→ **Dataset items**:
pub mod calculations;
pub mod days_of_week;
pub mod plan;
pub(crate) mod plan_validation;
pub mod report;
pub mod schedule;
pub mod school;
pub mod session;
pub mod task;
pub mod week;

pub use calculations::attendance::{AttendanceEntry, AttendanceLedger, build_attendance_ledger};
pub use calculations::forecast::{
    Forecast, Forecaster, TaskForecast, TaskPlacement, forecast_tasks, last_forecast_date,
};
pub use days_of_week::{DaysOfWeek, DaysOfWeekError};
pub use plan::{
    PlanError, PlanResult, SchoolPlan, load_completions_from_csv, load_plan_from_json,
    save_attendance_to_csv, save_completions_to_csv, save_plan_to_json, validate_plan,
};
pub use schedule::{
    CourseDay, CourseProgress, CourseWeek, DatedEntry, DayEntry, DaySchedule, ScheduleBuilder,
    WeekSchedule, build_daily_schedule, build_week_dates, build_weekly_schedule,
};
pub use school::{Course, SchoolYear, Student};
pub use session::{BreakDateKind, SchoolBreak, Session, WeekDate};
pub use task::{CompletionRecord, CourseId, StudentId, Task, TaskId, completion_dates};
pub use week::Week;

→ **What is being asked**: From the first line to the last, output the records word for word.

→ **Answer space**:
pub mod calculations;
pub mod days_of_week;
pub mod plan;
pub(crate) mod plan_validation;
pub mod report;
pub mod schedule;
pub mod school;
pub mod session;
pub mod task;
pub mod week;

pub use calculations::attendance::{AttendanceEntry, AttendanceLedger, build_attendance_ledger};
pub use calculations::forecast::{
    Forecast, Forecaster, TaskForecast, TaskPlacement, forecast_tasks, last_forecast_date,
};
pub use days_of_week::{DaysOfWeek, DaysOfWeekError};
pub use plan::{
    PlanError, PlanResult, SchoolPlan, load_completions_from_csv, load_plan_from_json,
    save_attendance_to_csv, save_completions_to_csv, save_plan_to_json, validate_plan,
};
pub use schedule::{
    CourseDay, CourseProgress, CourseWeek, DatedEntry, DayEntry, DaySchedule, ScheduleBuilder,
    WeekSchedule, build_daily_schedule, build_week_dates, build_weekly_schedule,
};
pub use school::{Course, SchoolYear, Student};
pub use session::{BreakDateKind, SchoolBreak, Session, WeekDate};
pub use task::{CompletionRecord, CourseId, StudentId, Task, TaskId, completion_dates};
pub use week::Week;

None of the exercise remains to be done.